19 novembre 2016

Le Coin de la Conjoncture du 19 novembre 2016

C’est la faute à l’épargnant, c’est la faute de l’investisseur

En raison des excédents de la balance des paiements courants en Chine mais aussi de la zone euro, du faible niveau de consommation des habitants des pays émergents et du vieillissement des pays avancés, l’épargne est, à l’échelle mondiale surabondante. L’excédent du compte courant de l’Allemagne dépasse 7 % du PIB quand celui de l’ensemble de la zone euro est supérieur à 3 % du PIB. Le taux d’épargne des ménages chinois dépasse 40 % du revenu disponible brut. En Allemagne, comme en France, il dépasse 14 %.

L’investissement a connu, de son côté, une véritable rupture en 2008. Le ratio d’investissement n’a pas retrouvé son niveau d’origine. Il est au sein de la zone euro, inférieur de 2 points.

Aux États-Unis, l’investissement a renoué assez rapidement avec son niveau d’avant crise même si un tassement est constaté depuis 2015 en raison de la chute des prix pétroliers qui a entraîné une baisse de commandes de biens d’équipement de la part des sociétés de pétrole de schiste ou bitumineux.

Les entreprises européennes n’ont pas repris le chemin de l’investissement pour différentes raisons. L’absence de visibilité sur la conjoncture économique constitue une des principales raisons. La dernière enquête de Bpifrance indique clairement que le recul de l’investissement est lié à la faiblesse de la demande. Selon une étude de la Banque de France, la demande attendue constitue le principal déterminant du recul de l’investissement des entreprises, contribution négative de plus de 80 %.

Le second levier économique important de l’investissement est la confiance et la stabilité de la réglementation. Les dirigeants d’entreprise refuseraient d’investir dans 17 % des cas du fait d’un manque de visibilité sur la réglementation.. Si l’environnement est incertain, en particulier, en ce qui concerne les normes ou la fiscalité, les entreprises optent pour un comportement attentiste.

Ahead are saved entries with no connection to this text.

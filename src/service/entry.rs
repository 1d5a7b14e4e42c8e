//! Entry service
//!
//! Per-user consumption records. Ownership is enforced here, not in storage.

use std::sync::Arc;

use super::UserContext;
use crate::data::{Database, Entry, EntryFields, EntryStatus, MediaType};
use crate::error::AppError;

/// Entry service
#[derive(Clone)]
pub struct EntryService {
    db: Arc<Database>,
}

impl EntryService {
    pub fn new(db: Arc<Database>) -> Self {
        Self { db }
    }

    /// Create an entry for the caller
    ///
    /// # Errors
    /// `NotFound` if the referenced media item does not exist
    pub async fn create(
        &self,
        ctx: &UserContext,
        media_id: &str,
        fields: &EntryFields,
    ) -> Result<Entry, AppError> {
        if self.db.get_media(media_id).await?.is_none() {
            return Err(AppError::NotFound);
        }

        let entry = self.db.insert_entry(&ctx.user_id, media_id, fields).await?;
        tracing::debug!(entry_id = %entry.id, media_id, "Entry created");
        Ok(entry)
    }

    /// Get one of the caller's entries
    pub async fn get(&self, ctx: &UserContext, id: &str) -> Result<Entry, AppError> {
        let entry = self.db.get_entry(id).await?.ok_or(AppError::NotFound)?;
        if entry.user_id != ctx.user_id {
            return Err(AppError::Forbidden);
        }
        Ok(entry)
    }

    /// List the caller's entries, most recently updated first
    pub async fn list(
        &self,
        ctx: &UserContext,
        status: Option<EntryStatus>,
        media_type: Option<MediaType>,
    ) -> Result<Vec<Entry>, AppError> {
        self.db
            .list_entries_by_user(&ctx.user_id, status, media_type)
            .await
    }

    /// The caller's entries for one media item, most recently updated first
    pub async fn list_for_media(
        &self,
        ctx: &UserContext,
        media_id: &str,
    ) -> Result<Vec<Entry>, AppError> {
        self.db
            .list_entries_by_user_and_media(&ctx.user_id, media_id)
            .await
    }

    /// Replace the editable fields of one of the caller's entries
    pub async fn update(
        &self,
        ctx: &UserContext,
        id: &str,
        fields: &EntryFields,
    ) -> Result<Entry, AppError> {
        self.get(ctx, id).await?;
        self.db
            .update_entry(id, fields)
            .await?
            .ok_or(AppError::NotFound)
    }

    pub async fn delete(&self, ctx: &UserContext, id: &str) -> Result<(), AppError> {
        self.get(ctx, id).await?;
        if !self.db.delete_entry(id).await? {
            return Err(AppError::NotFound);
        }

        tracing::debug!(entry_id = %id, "Entry deleted");
        Ok(())
    }
}
//! Guest service
//!
//! Guests keep their entries client-side. They can take a share snapshot
//! (payload is not stored) and merge their entries into an account after
//! logging in.

use serde::Deserialize;

use super::{EntryService, ShareService, UserContext};
use crate::data::{Entry, EntryFields, ShareToken};
use crate::error::AppError;

/// Entry held by a guest client, referencing an existing media item
#[derive(Debug, Clone, Deserialize)]
pub struct GuestEntry {
    pub media_id: String,
    #[serde(flatten)]
    pub fields: EntryFields,
}

/// Guest service
#[derive(Clone)]
pub struct GuestService {
    entries: EntryService,
    shares: ShareService,
}

impl GuestService {
    pub fn new(entries: EntryService, shares: ShareService) -> Self {
        Self { entries, shares }
    }

    /// Issue a snapshot share token for a guest
    pub async fn create_snapshot(&self) -> Result<ShareToken, AppError> {
        self.shares.issue_guest_snapshot().await
    }

    /// Copy guest entries into the caller's account, in order
    ///
    /// Stops at the first failure; entries created before it are kept.
    pub async fn merge_into_account(
        &self,
        ctx: &UserContext,
        guest_entries: &[GuestEntry],
    ) -> Result<Vec<Entry>, AppError> {
        let mut merged = Vec::with_capacity(guest_entries.len());
        for guest_entry in guest_entries {
            let entry = self
                .entries
                .create(ctx, &guest_entry.media_id, &guest_entry.fields)
                .await?;
            merged.push(entry);
        }

        tracing::info!(user_id = %ctx.user_id, merged = merged.len(), "Guest entries merged");
        Ok(merged)
    }
}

Alimentée par des facteurs externes, la baisse des cours de l’énergie et la dépréciation de l’euro, la croissance est jugée fragile. Le vieillissement de la population pèse, sans nul doute, sur l’évolution de l’activité. Par ailleurs, les dirigeants d’entreprise, échaudés par la crise de 2008, sont moins portés sur le risque qu’auparavant. La Banque centrale européenne souligne que les entreprises ont, depuis 2009, changé de comportement. Elles sont devenues des prêteurs nets alors qu’elles étaient auparavant des emprunteurs nets ; elles contribuent ainsi à alimenter l’excédent du compte courant de la zone euro. Cette situation est d’autant plus préjudiciable que leurs concurrentes américaines et asiatiques ont, ces dernières années, investi dans le digital.

Pour le Gouverneur de la Banque de France, « le coût du financement par endettement est faible dans la zone euro, il n’existe aucun signe de rationnement du crédit ». Pour autant, il admet que l’investissement des entreprises ne réagit pas aux stimuli des taux.

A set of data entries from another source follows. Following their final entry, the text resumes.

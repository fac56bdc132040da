//! `bassline completions` – shell completion scripts.

use clap::CommandFactory;
use clap_complete::{generate, Shell};
use std::io;

use crate::cli::Cli;

pub fn run_completions(shell: Shell) {
    let mut cmd = Cli::command();
    let name = cmd.get_name().to_string();
    generate(shell, &mut cmd, name, &mut io::stdout());
}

Les économistes de la Banque de France notent que, pour pouvoir prendre plus de risques, les entreprises ont moins besoin d’autofinancement et de financement par l’endettement que de financement par fonds propres. Or, si le taux du crédit est faible, celui des capitaux propres est resté élevé. Selon les calculs de la Banque centrale, le coût nominal des capitaux propres demeure supérieur à 9 % pour les grandes entreprises cotées dans la zone euro. Cette prime de risque incite les entreprises à privilégier le versement de dividendes et les rachats d’actions par rapport à l’investissement. Les investisseurs préfèrent une valorisation immédiate à un gain potentiel à venir.

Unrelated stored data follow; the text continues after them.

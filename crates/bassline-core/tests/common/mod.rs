//! Shared fixtures: in-memory zip construction and per-archive payloads.

pub mod archive_server;

use bassline_core::manifest::Manifest;
use std::collections::HashMap;
use std::io::{Cursor, Write};

/// Build an in-memory zip with the given (path, bytes) entries.
pub fn zip_bytes(entries: &[(&str, &[u8])]) -> Vec<u8> {
    let mut writer = zip::ZipWriter::new(Cursor::new(Vec::new()));
    let options =
        zip::write::FileOptions::default().compression_method(zip::CompressionMethod::Stored);
    for (path, data) in entries {
        writer.start_file(*path, options).expect("start_file");
        writer.write_all(data).expect("write entry");
    }
    writer.finish().expect("finish zip").into_inner()
}

/// Distinct payload per archive so byte-identity asserts are meaningful.
pub fn payload_for(name: &str) -> Vec<u8> {
    name.bytes().cycle().take(4096).collect()
}

/// One well-formed zip per manifest entry, keyed by archive name. Each zip
/// carries the wanted library plus a sibling file the provisioner must leave
/// behind in scratch.
pub fn bodies_for(manifest: &Manifest) -> HashMap<String, Vec<u8>> {
    manifest
        .specs()
        .iter()
        .map(|spec| {
            let payload = payload_for(&spec.name);
            let body = zip_bytes(&[
                (spec.inner_path.as_str(), payload.as_slice()),
                ("readme.txt", b"see the vendor docs".as_slice()),
            ]);
            (spec.name.clone(), body)
        })
        .collect()
}
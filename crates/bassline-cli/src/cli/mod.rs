//! CLI for the bassline provisioner.

mod commands;

use anyhow::Result;
use clap::{Parser, Subcommand};
use clap_complete::Shell;
use std::path::PathBuf;

use commands::{run_completions, run_install, run_list};

/// Top-level CLI for the bassline provisioner.
#[derive(Debug, Parser)]
#[command(name = "bassline")]
#[command(about = "bassline: installs prebuilt BASS native libraries into a game checkout", long_about = None)]
pub struct Cli {
    #[command(subcommand)]
    pub command: CliCommand,
}

#[derive(Debug, Subcommand)]
pub enum CliCommand {
    /// Download every BASS archive and place its library in the checkout.
    Install {
        /// Destination library root. Defaults to Assets/Plugins/BassNative
        /// under the current directory.
        #[arg(long, value_name = "DIR")]
        dest: Option<PathBuf>,

        /// Where temporary extraction directories are created (removed at the
        /// end of the run). Defaults to the current directory.
        #[arg(long, value_name = "DIR")]
        scratch: Option<PathBuf>,
    },

    /// Show the archives and destinations that `install` provisions.
    List {
        /// Emit the manifest as JSON instead of a table.
        #[arg(long)]
        json: bool,
    },

    /// Generate shell completions.
    Completions {
        /// Shell to generate completions for.
        #[arg(value_enum)]
        shell: Shell,
    },
}

impl CliCommand {
    pub fn run_from_args() -> Result<()> {
        let cli = Cli::parse();
        match cli.command {
            CliCommand::Install { dest, scratch } => run_install(dest, scratch)?,
            CliCommand::List { json } => run_list(json)?,
            CliCommand::Completions { shell } => run_completions(shell),
        }
        Ok(())
    }
}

Ce comportement concerne également les États-Unis où, depuis le début des années 2010, les rachats d’actions et les dividendes ont fortement augmenté pour représenter plus de 100 % des bénéfices déclarés. Néanmoins, ce pays dispose d’une situation plus favorable que la zone euro. En effet, les fonds propres des entreprises y représentent 121 % du PIB  contre seulement 52 % dans la zone euro. Ce financement par le marché est un gage de développement d’innovation. En Europe, l’épargne demeure trop investie en produits de taux liquides. Sa réorientation vers des produits de long terme est nécessaire. Certes, du fait d’une aversion au risque traditionnellement plus élevée en Europe que de l’autre côté de l’Atlantique, il est impensable de changer, en quelques années, les comportements des épargnants. Pour le Gouverneur de la Banque de France, il faut tenter d’allonger la durée de l’épargne. Il indique que les deux premières motivations de l’épargne en France sont la protection contre des évènements imprévus et la retraite. C’est pourquoi il a été amené à proposer la création de nouveaux produits « offrant aux intermédiaires financiers, en particulier aux sociétés d’assurance-vie, des passifs suffisamment longs pour leur permettre de prendre des risques mutualisés – essentiellement sous forme de placements en actions – et permettront aux épargnants de bénéficier du meilleur rendement des actions sur la durée ».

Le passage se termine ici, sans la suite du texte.